In your specific case, here's what you should do:

  1. if you're running the 120 bam files one after the other, you should run 120 parallel htseq-count programs instead, using one core for each of them. If you are using a cluster, it's gonna take care of it. If you are doing it on your local machine and it has say 6 cores, you should write a simple wrapper script that launches 6 instances of htseq-count in parallel and starts a new one whenever one is done.

  2. if each of the 120 bam files takes 300+ hours, you should split them into smaller bam files (say 10 of them), then compure 1200 htseq-count programs in parallel, and then join the count tables at the end.

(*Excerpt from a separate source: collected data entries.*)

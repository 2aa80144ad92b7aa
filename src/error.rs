//! Error taxonomy for a processor call.
//!
//! Every failure is tagged with the [`Stage`] it came from, so callers can
//! tell a bad configuration apart from a tool that fell over halfway through.
//! Nothing here is retried; errors bubble straight out of
//! [`Processor::call`](crate::processor::Processor::call).

use crate::command::RunError;
use std::fmt;
use std::path::PathBuf;
use thiserror::Error;

#[derive(Error, Debug)]
pub enum ProcessError {
    /// Unknown processor mode, wrong argument count, unparseable gravity.
    #[error("Configuration error: {0}")]
    Configuration(String),
    /// A format conversion was requested for a path with no extension.
    #[error("Cannot convert {} to '{format}': path has no extension", path.display())]
    Format { path: PathBuf, format: String },
    /// In a batch, the destination is shared with another input's
    /// destination or is another input's source.
    #[error("{} is also written or read by another input of the batch", destination.display())]
    Conflict { destination: PathBuf },
    /// The runner failed: non-zero exit, missing binary, decode/encode error.
    #[error("Execution failed: {0}")]
    Execution(#[from] RunError),
    /// The runner reported success but the destination cannot be opened.
    #[error("Cannot open output {}: {source}", path.display())]
    Io {
        path: PathBuf,
        #[source]
        source: std::io::Error,
    },
}

impl ProcessError {
    pub fn configuration(message: impl Into<String>) -> Self {
        Self::Configuration(message.into())
    }

    /// The pipeline stage that produced this error.
    pub fn stage(&self) -> Stage {
        match self {
            Self::Configuration(_) => Stage::Resolve,
            Self::Format { .. } | Self::Conflict { .. } => Stage::Compose,
            Self::Execution(_) | Self::Io { .. } => Stage::Execute,
        }
    }
}

/// Pipeline stages of a single call: resolve → compose → execute.
#[derive(Debug, Clone, Copy, PartialEq, Eq)]
pub enum Stage {
    Resolve,
    Compose,
    Execute,
}

impl fmt::Display for Stage {
    fn fmt(&self, f: &mut fmt::Formatter<'_>) -> fmt::Result {
        f.write_str(match self {
            Stage::Resolve => "resolve",
            Stage::Compose => "compose",
            Stage::Execute => "execute",
        })
    }
}
#[cfg(test)]
mod tests {
    use super::*;
    use tempfile::TempDir;

    #[test]
    fn default_config_uses_magick() {
        let config = ShapeshiftConfig::default();
        assert_eq!(config.backend, Backend::Magick);
        assert_eq!(config.magick.program, vec!["convert"]);
        assert_eq!(config.output.quality, None);
        assert!(config.presets.is_empty());
    }

    #[test]
    fn parse_partial_config() {
        let config: ShapeshiftConfig = toml::from_str(
            r#"
backend = "native"
"#,
        )
        .unwrap();
        assert_eq!(config.backend, Backend::Native);
        // Default values preserved
        assert_eq!(config.magick.program, vec!["convert"]);
    }

    #[test]
    fn parse_presets() {
        let config: ShapeshiftConfig = toml::from_str(
            r#"
[presets.thumb]
processor = "fill"
args = ["200", "200", "north"]
format = "webp"
"#,
        )
        .unwrap();
        let thumb = config.preset("thumb").unwrap();
        assert_eq!(thumb.mode().unwrap(), Mode::Fill);
        assert_eq!(thumb.args, vec!["200", "200", "north"]);
        assert_eq!(thumb.format.as_deref(), Some("webp"));
        assert_eq!(thumb.pre, None);
    }

    #[test]
    fn unknown_preset_lists_available() {
        let config = ShapeshiftConfig::default();
        let err = config.preset("thumb").unwrap_err();
        assert!(err.to_string().contains("unknown preset 'thumb'"));
    }

    #[test]
    fn preset_call_options_parse_pre_transform() {
        let preset = PresetConfig {
            processor: "fill".into(),
            args: vec!["100".into(), "100".into()],
            format: Some("png".into()),
            pre: Some("fit:2000,2000".into()),
        };
        let options = preset.call_options().unwrap();
        assert_eq!(options.format.as_deref(), Some("png"));
        assert_eq!(options.pre_transform, Some(geometry::fit("2000", "2000")));
    }

    // =========================================================================
    // validation tests
    // =========================================================================

    fn validate_toml(content: &str) -> Result<ShapeshiftConfig, ConfigError> {
        let overlay: toml::Value = toml::from_str(content).unwrap();
        resolve_config(stock_defaults_value(), Some(overlay))
    }

    #[test]
    fn validate_rejects_empty_program() {
        let result = validate_toml("[magick]\nprogram = []\n");
        assert!(matches!(result, Err(ConfigError::Validation(_))));
    }

    #[test]
    fn validate_rejects_quality_out_of_range() {
        assert!(validate_toml("[output]\nquality = 0\n").is_err());
        assert!(validate_toml("[output]\nquality = 101\n").is_err());
        assert_eq!(
            validate_toml("[output]\nquality = 100\n")
                .unwrap()
                .output
                .quality,
            Some(100)
        );
    }

    #[test]
    fn validate_rejects_zero_processes() {
        let result = validate_toml("[processing]\nmax_processes = 0\n");
        assert!(matches!(result, Err(ConfigError::Validation(_))));
    }

    #[test]
    fn validate_rejects_unknown_preset_processor() {
        let err = validate_toml("[presets.x]\nprocessor = \"crop\"\nargs = [\"1\", \"1\"]\n")
            .unwrap_err();
        assert!(err.to_string().contains("presets.x"));
        assert!(err.to_string().contains("unknown processor mode"));
    }

    #[test]
    fn validate_rejects_preset_bad_arity() {
        let result = validate_toml("[presets.x]\nprocessor = \"limit\"\nargs = [\"1\"]\n");
        assert!(matches!(result, Err(ConfigError::Validation(_))));
    }

    #[test]
    fn validate_rejects_preset_bad_pre() {
        let result = validate_toml(
            "[presets.x]\nprocessor = \"limit\"\nargs = [\"1\", \"1\"]\npre = \"convert:png\"\n",
        );
        assert!(matches!(result, Err(ConfigError::Validation(_))));
    }

    #[test]
    fn unknown_keys_rejected() {
        let result = validate_toml("[output]\nqualty = 90\n");
        assert!(matches!(result, Err(ConfigError::Toml(_))));
    }

    #[test]
    fn unknown_backend_rejected() {
        let result = validate_toml("backend = \"vips\"\n");
        assert!(matches!(result, Err(ConfigError::Toml(_))));
    }

    // =========================================================================
    // effective_threads tests
    // =========================================================================

    #[test]
    fn effective_threads_auto() {
        let config = ProcessingConfig {
            max_processes: None,
        };
        let cores = std::thread::available_parallelism()
            .map(|n| n.get())
            .unwrap_or(1);
        assert_eq!(effective_threads(&config), cores);
    }

    #[test]
    fn effective_threads_clamped_to_cores() {
        let config = ProcessingConfig {
            max_processes: Some(99999),
        };
        let cores = std::thread::available_parallelism()
            .map(|n| n.get())
            .unwrap_or(1);
        assert_eq!(effective_threads(&config), cores);
    }

    #[test]
    fn effective_threads_user_constrains_down() {
        let config = ProcessingConfig {
            max_processes: Some(1),
        };
        assert_eq!(effective_threads(&config), 1);
    }

    // =========================================================================
    // load_config tests
    // =========================================================================

    #[test]
    fn load_config_returns_default_when_no_file() {
        let tmp = TempDir::new().unwrap();
        let config = load_config(&tmp.path().join(DEFAULT_CONFIG_FILE)).unwrap();
        assert_eq!(config.backend, Backend::Magick);
    }

    #[test]
    fn load_config_reads_file() {
        let tmp = TempDir::new().unwrap();
        let path = tmp.path().join(DEFAULT_CONFIG_FILE);
        fs::write(
            &path,
            r#"
backend = "native"

[output]
quality = 85

[presets.avatar]
processor = "pad"
args = ["128", "128", "transparent"]
format = "png"
"#,
        )
        .unwrap();

        let config = load_config(&path).unwrap();
        assert_eq!(config.backend, Backend::Native);
        assert_eq!(config.output.quality, Some(85));
        assert_eq!(config.preset("avatar").unwrap().mode().unwrap(), Mode::Pad);
        // Unspecified values should be defaults
        assert_eq!(config.magick.program, vec!["convert"]);
    }

    #[test]
    fn load_config_invalid_toml_is_error() {
        let tmp = TempDir::new().unwrap();
        let path = tmp.path().join(DEFAULT_CONFIG_FILE);
        fs::write(&path, "this is not valid toml [[[").unwrap();

        let result = load_config(&path);
        assert!(matches!(result, Err(ConfigError::Toml(_))));
    }

    // =========================================================================
    // merge_toml tests
    // =========================================================================

    #[test]
    fn merge_toml_overlay_replaces_scalars() {
        let base: toml::Value = toml::from_str("a = 1\n[t]\nx = 1\ny = 2\n").unwrap();
        let overlay: toml::Value = toml::from_str("[t]\ny = 3\n").unwrap();
        let merged = merge_toml(base, overlay);
        assert_eq!(merged["a"].as_integer(), Some(1));
        assert_eq!(merged["t"]["x"].as_integer(), Some(1));
        assert_eq!(merged["t"]["y"].as_integer(), Some(3));
    }

    #[test]
    fn merge_toml_replaces_arrays_whole() {
        let base = stock_defaults_value();
        let overlay: toml::Value =
            toml::from_str("[magick]\nprogram = [\"gm\", \"convert\"]\n").unwrap();
        let config: ShapeshiftConfig = merge_toml(base, overlay).try_into().unwrap();
        assert_eq!(config.magick.program, vec!["gm", "convert"]);
    }

    // =========================================================================
    // stock_config_toml tests
    // =========================================================================

    #[test]
    fn stock_config_toml_is_valid_toml() {
        let content = stock_config_toml();
        let _: toml::Value = toml::from_str(content).expect("stock config must be valid TOML");
    }

    #[test]
    fn stock_config_toml_roundtrips_to_defaults() {
        let config: ShapeshiftConfig = toml::from_str(stock_config_toml()).unwrap();
        config.validate().unwrap();
        assert_eq!(config.backend, Backend::Magick);
        assert_eq!(config.magick.program, vec!["convert"]);
        assert_eq!(config.output.quality, None);
        assert_eq!(config.processing.max_processes, None);
    }

    #[test]
    fn stock_config_toml_contains_all_sections() {
        let content = stock_config_toml();
        assert!(content.contains("[magick]"));
        assert!(content.contains("[output]"));
        assert!(content.contains("[processing]"));
        assert!(content.contains("[presets.thumb]"));
    }

    #[test]
    fn stock_defaults_value_has_all_sections() {
        let val = stock_defaults_value();
        assert!(val.is_table());
        assert!(val.get("backend").is_some());
        assert!(val.get("magick").is_some());
        assert!(val.get("output").is_some());
        assert!(val.get("processing").is_some());
        assert!(val.get("presets").is_some());
    }
}
//! Pure Rust runner: executes a chain with the `image` crate.
//!
//! Produces the same output geometry as the ImageMagick argv built by
//! [`MagickRunner`](super::magick::MagickRunner), without the binary.
//!
//! ## Crate mapping
//!
//! | Operation | Crate / function |
//! |---|---|
//! | Decode (JPEG, PNG, TIFF, WebP) | `image::ImageReader`, format guessed from content |
//! | `-resize` | [`calculate_resize`] + `DynamicImage::resize_exact` (`Lanczos3`) |
//! | `-extent` | background canvas + `imageops::overlay` at [`gravity_offset`] |
//! | Encode | by destination extension; JPEG honours `quality` |
//!
//! Formats without alpha (JPEG) drop the alpha channel on write, so a
//! transparent `rgba(255,255,255,0)` padding comes out opaque white.

use super::calculations::{calculate_resize, gravity_offset, parse_length, resolve_bounds};
use super::color::parse_color;
use super::runner::{CommandRunner, RunError};
use crate::compose::{OperationChain, Target};
use crate::geometry::{Geometry, Gravity, Operation, OperationDescriptor, ResizeFlag};
use image::codecs::jpeg::JpegEncoder;
use image::imageops::FilterType;
use image::{DynamicImage, ImageFormat, ImageReader, Rgba, RgbaImage};
use std::path::Path;

/// Extent background when the descriptor sets none (the tool's default).
const DEFAULT_BACKGROUND: Rgba<u8> = Rgba([255, 255, 255, 255]);

/// Largest image the runner will allocate, in pixels (1 GiB as RGBA8).
pub const MAX_PIXELS: u64 = 1 << 28;

/// Refuse sizes past [`MAX_PIXELS`] before anything is allocated.
fn check_area(width: u32, height: u32) -> Result<(), RunError> {
    let pixels = width as u64 * height as u64;
    if pixels > MAX_PIXELS {
        return Err(RunError::Unsupported(format!(
            "{width}x{height} exceeds the {MAX_PIXELS} pixel limit"
        )));
    }
    Ok(())
}

/// Extensions whose codecs are compiled in.
const SUPPORTED: &[(&str, ImageFormat)] = &[
    ("jpg", ImageFormat::Jpeg),
    ("jpeg", ImageFormat::Jpeg),
    ("png", ImageFormat::Png),
    ("tif", ImageFormat::Tiff),
    ("tiff", ImageFormat::Tiff),
    ("webp", ImageFormat::WebP),
];

/// Returns the image file extensions the native runner can read and write.
pub fn supported_extensions() -> Vec<&'static str> {
    SUPPORTED.iter().map(|(ext, _)| *ext).collect()
}

fn format_for(path: &Path) -> Result<ImageFormat, RunError> {
    let ext = path
        .extension()
        .and_then(|e| e.to_str())
        .unwrap_or("")
        .to_lowercase();
    SUPPORTED
        .iter()
        .find(|(candidate, _)| *candidate == ext)
        .map(|(_, format)| *format)
        .ok_or_else(|| RunError::Unsupported(format!("output format '{ext}'")))
}

/// Pure Rust runner using the `image` crate ecosystem.
///
/// See the [module docs](self) for the crate-to-operation mapping.
#[derive(Debug, Clone, Default)]
pub struct NativeRunner {
    quality: Option<u8>,
}

impl NativeRunner {
    pub fn new() -> Self {
        Self::default()
    }

    /// JPEG encoding quality (1-100); `None` keeps the encoder default.
    pub fn with_quality(self, quality: Option<u32>) -> Self {
        Self {
            quality: quality.map(|q| q.clamp(1, 100) as u8),
        }
    }
}

/// Load and decode an image from disk.
fn load_image(path: &Path) -> Result<DynamicImage, RunError> {
    Ok(ImageReader::open(path)?.with_guessed_format()?.decode()?)
}

fn parse_geometry(
    geometry: &Geometry,
    current: (u32, u32),
) -> Result<(Option<u32>, Option<u32>), RunError> {
    let width = parse_length(geometry.width.as_str());
    let height = parse_length(geometry.height.as_str());
    match (width, height) {
        (Some(w), Some(h)) => Ok(resolve_bounds(w, h, current)),
        _ => Err(RunError::Unsupported(format!("geometry '{geometry}'"))),
    }
}

fn resize(
    img: DynamicImage,
    geometry: &Geometry,
    flag: ResizeFlag,
) -> Result<DynamicImage, RunError> {
    let current = (img.width(), img.height());
    let bounds = parse_geometry(geometry, current)?;
    let (w, h) = calculate_resize(current, bounds, flag);
    if (w, h) == current {
        return Ok(img);
    }
    check_area(w, h)?;
    Ok(img.resize_exact(w, h, FilterType::Lanczos3))
}

/// Place `img` on a `geometry`-sized canvas, cropping or padding around `gravity`.
fn extent(
    img: DynamicImage,
    geometry: &Geometry,
    gravity: Gravity,
    background: Rgba<u8>,
) -> Result<DynamicImage, RunError> {
    let current = (img.width(), img.height());
    let (Some(w), Some(h)) = parse_geometry(geometry, current)? else {
        return Err(RunError::Unsupported(format!(
            "extent '{geometry}' needs both sides"
        )));
    };

    check_area(w, h)?;
    let mut canvas = RgbaImage::from_pixel(w, h, background);
    let (x, y) = gravity_offset(gravity, (w, h), current);
    image::imageops::overlay(&mut canvas, &img.to_rgba8(), x, y);
    Ok(DynamicImage::ImageRgba8(canvas))
}

fn apply(img: DynamicImage, desc: &OperationDescriptor) -> Result<DynamicImage, RunError> {
    let mut img = img;
    if let Some(spec) = &desc.resize {
        img = resize(img, &spec.geometry, spec.flag)?;
    }
    if let Some(geometry) = &desc.extent {
        let background = match &desc.background {
            Some(color) => parse_color(color)
                .ok_or_else(|| RunError::Unsupported(format!("colour '{color}'")))?,
            None => DEFAULT_BACKGROUND,
        };
        img = extent(img, geometry, desc.gravity.unwrap_or_default(), background)?;
    }
    Ok(img)
}

impl NativeRunner {
    /// Save an image, inferring the format from the extension.
    fn save_image(&self, img: &DynamicImage, path: &Path) -> Result<(), RunError> {
        let format = format_for(path)?;
        match format {
            ImageFormat::Jpeg => {
                let rgb = DynamicImage::ImageRgb8(img.to_rgb8());
                let file = std::fs::File::create(path)?;
                let writer = std::io::BufWriter::new(file);
                let encoder = match self.quality {
                    Some(quality) => JpegEncoder::new_with_quality(writer, quality),
                    None => JpegEncoder::new(writer),
                };
                rgb.write_with_encoder(encoder)?;
            }
            _ => {
                DynamicImage::ImageRgba8(img.to_rgba8()).save_with_format(path, format)?;
            }
        }
        Ok(())
    }
}

impl CommandRunner for NativeRunner {
    fn run(&self, chain: &OperationChain) -> Result<(), RunError> {
        let mut img = load_image(&chain.source)?;
        tracing::debug!(
            source = %chain.source.display(),
            width = img.width(),
            height = img.height(),
            "decoded source"
        );

        for step in &chain.steps {
            if let Operation::Transform(desc) = &step.operation {
                if !desc.arguments.is_empty() {
                    return Err(RunError::Unsupported(format!(
                        "raw tool arguments '{}'",
                        desc.arguments.join(" ")
                    )));
                }
                img = apply(img, desc)?;
            }
            if let Target::Path(path) = &step.target {
                self.save_image(&img, path)?;
                tracing::debug!(
                    output = %path.display(),
                    width = img.width(),
                    height = img.height(),
                    "wrote step output"
                );
            }
        }
        Ok(())
    }
}
//! Colour strings as ImageMagick accepts them, for the native runner.
//!
//! Parsing is delegated to `csscolorparser`, which covers the CSS named
//! colours, `#hex` in all its lengths and the `rgb()`, `rgba()`, `hsl()`,
//! `hsla()`, `hwb()` functional forms. `none` is ImageMagick's spelling of
//! fully transparent and is handled here.

use image::Rgba;

/// Parse a colour string. `None` if it is not one we understand.
pub fn parse_color(raw: &str) -> Option<Rgba<u8>> {
    let color = raw.trim().to_ascii_lowercase();
    if color == "none" {
        return Some(Rgba([0, 0, 0, 0]));
    }
    color
        .parse::<csscolorparser::Color>()
        .ok()
        .map(|c| Rgba(c.to_rgba8()))
}
//! Pure calculation functions for executing geometries.
//!
//! All functions here are pure and testable without any I/O or images.
//! They mirror how ImageMagick interprets `-resize` and `-extent`, which is
//! what [`NativeRunner`](super::native::NativeRunner) needs to produce the
//! same output sizes.

use crate::geometry::{Gravity, ResizeFlag};

/// One side of a geometry after parsing.
#[derive(Debug, Clone, Copy, PartialEq)]
pub enum Length {
    /// Empty side: derive it from the aspect ratio.
    Auto,
    Pixels(u32),
    Percent(f64),
}

/// Parse one side of a geometry (`"400"`, `"50%"`, `""`).
///
/// Returns `None` for anything the tool would reject: garbage, zero,
/// negative or non-finite values.
pub fn parse_length(raw: &str) -> Option<Length> {
    let raw = raw.trim();
    if raw.is_empty() {
        return Some(Length::Auto);
    }
    if let Some(percent) = raw.strip_suffix('%') {
        let value: f64 = percent.trim().parse().ok()?;
        return (value.is_finite() && value > 0.0).then_some(Length::Percent(value));
    }
    let value: f64 = raw.parse().ok()?;
    if !value.is_finite() || value < 0.5 {
        return None;
    }
    Some(Length::Pixels(value.round() as u32))
}

/// Turn parsed lengths into absolute bounds relative to `current`.
///
/// Percentages are taken of the matching side; `Auto` stays unconstrained.
pub fn resolve_bounds(
    width: Length,
    height: Length,
    current: (u32, u32),
) -> (Option<u32>, Option<u32>) {
    fn absolute(length: Length, side: u32) -> Option<u32> {
        match length {
            Length::Auto => None,
            Length::Pixels(px) => Some(px),
            Length::Percent(p) => Some(((side as f64 * p / 100.0).round() as u32).max(1)),
        }
    }
    (absolute(width, current.0), absolute(height, current.1))
}

/// `side * num / den`, rounded, never below one pixel.
fn scale(side: u32, num: u32, den: u32) -> u32 {
    ((side as f64 * num as f64 / den as f64).round() as u32).max(1)
}

/// Calculate dimensions that fit inside a target box (resize without crop).
///
/// Preserves the source aspect ratio; one side matches the box exactly and
/// the other is at most the box.
///
/// # Examples
/// ```
/// # use shapeshift::command::calculations::calculate_fit_dimensions;
/// // 600x800 portrait into 400x400 → 300x400
/// assert_eq!(calculate_fit_dimensions((600, 800), (400, 400)), (300, 400));
/// ```
pub fn calculate_fit_dimensions(source: (u32, u32), target: (u32, u32)) -> (u32, u32) {
    let (src_w, src_h) = source;
    let (tgt_w, tgt_h) = target;

    if src_w as u64 * tgt_h as u64 >= src_h as u64 * tgt_w as u64 {
        // Source is wider: width matches, height shrinks
        (tgt_w, scale(src_h, tgt_w, src_w))
    } else {
        // Source is taller: height matches, width shrinks
        (scale(src_w, tgt_h, src_h), tgt_h)
    }
}

/// Calculate dimensions needed to fill a target area (resize before crop).
///
/// Returns dimensions that completely cover the target area while maintaining
/// the source aspect ratio. One dimension will match exactly, the other may exceed.
///
/// # Arguments
/// * `source` - Original image dimensions (width, height)
/// * `target` - Target area dimensions (width, height)
///
/// # Returns
/// * `(width, height)` - Fill dimensions (at least one matches target)
pub fn calculate_fill_dimensions(source: (u32, u32), target: (u32, u32)) -> (u32, u32) {
    let (src_w, src_h) = source;
    let (tgt_w, tgt_h) = target;

    if src_w as u64 * tgt_h as u64 > src_h as u64 * tgt_w as u64 {
        // Source is wider: height will match, width will exceed
        (scale(src_w, tgt_h, src_h), tgt_h)
    } else {
        // Source is taller: width will match, height will exceed
        (tgt_w, scale(src_h, tgt_w, src_w))
    }
}

/// Output size of a `-resize` with the given bounds and flag.
pub fn calculate_resize(
    source: (u32, u32),
    bounds: (Option<u32>, Option<u32>),
    flag: ResizeFlag,
) -> (u32, u32) {
    let (src_w, src_h) = source;
    let exceeds = match bounds {
        (Some(w), Some(h)) => src_w > w || src_h > h,
        (Some(w), None) => src_w > w,
        (None, Some(h)) => src_h > h,
        (None, None) => false,
    };
    if flag == ResizeFlag::ShrinkOnly && !exceeds {
        return source;
    }

    match bounds {
        (Some(w), Some(h)) if flag == ResizeFlag::AtLeast => {
            calculate_fill_dimensions(source, (w, h))
        }
        (Some(w), Some(h)) => calculate_fit_dimensions(source, (w, h)),
        (Some(w), None) => (w, scale(src_h, w, src_w)),
        (None, Some(h)) => (scale(src_w, h, src_h), h),
        (None, None) => source,
    }
}

#[derive(Debug, Clone, Copy, PartialEq, Eq)]
enum Anchor {
    Start,
    Middle,
    End,
}

fn anchors(gravity: Gravity) -> (Anchor, Anchor) {
    use Anchor::*;
    match gravity {
        Gravity::NorthWest => (Start, Start),
        Gravity::North => (Middle, Start),
        Gravity::NorthEast => (End, Start),
        Gravity::West => (Start, Middle),
        Gravity::Center => (Middle, Middle),
        Gravity::East => (End, Middle),
        Gravity::SouthWest => (Start, End),
        Gravity::South => (Middle, End),
        Gravity::SouthEast => (End, End),
    }
}

fn offset(anchor: Anchor, canvas: u32, image: u32) -> i64 {
    let slack = canvas as i64 - image as i64;
    match anchor {
        Anchor::Start => 0,
        Anchor::Middle => slack / 2,
        Anchor::End => slack,
    }
}

/// Where the image's top-left corner lands on an extent canvas.
///
/// Negative offsets mean the image overflows and gets cropped (fill);
/// positive offsets leave padding (pad).
pub fn gravity_offset(gravity: Gravity, canvas: (u32, u32), image: (u32, u32)) -> (i64, i64) {
    let (h, v) = anchors(gravity);
    (offset(h, canvas.0, image.0), offset(v, canvas.1, image.1))
}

I do 1. all the time, and have done 2 in the past for similar reasons. Of course adding multicore support to htseq is an option, but I don't see it happening anytime soon as it's quite a mess to code and concurrent programming is fairly hard to debug.

sdhutchins commented 6 years ago

@iosonofabio is there any concern for the counts changing with doing 1?

iosonofabio commented 6 years ago

I do it all the time, you just have to be careful if you merge the counts into a single file at the end but that goes without saying.

sdhutchins commented 6 years ago

Thanks for your help. I ended up using method 1 and then using pandas to merge the counts files.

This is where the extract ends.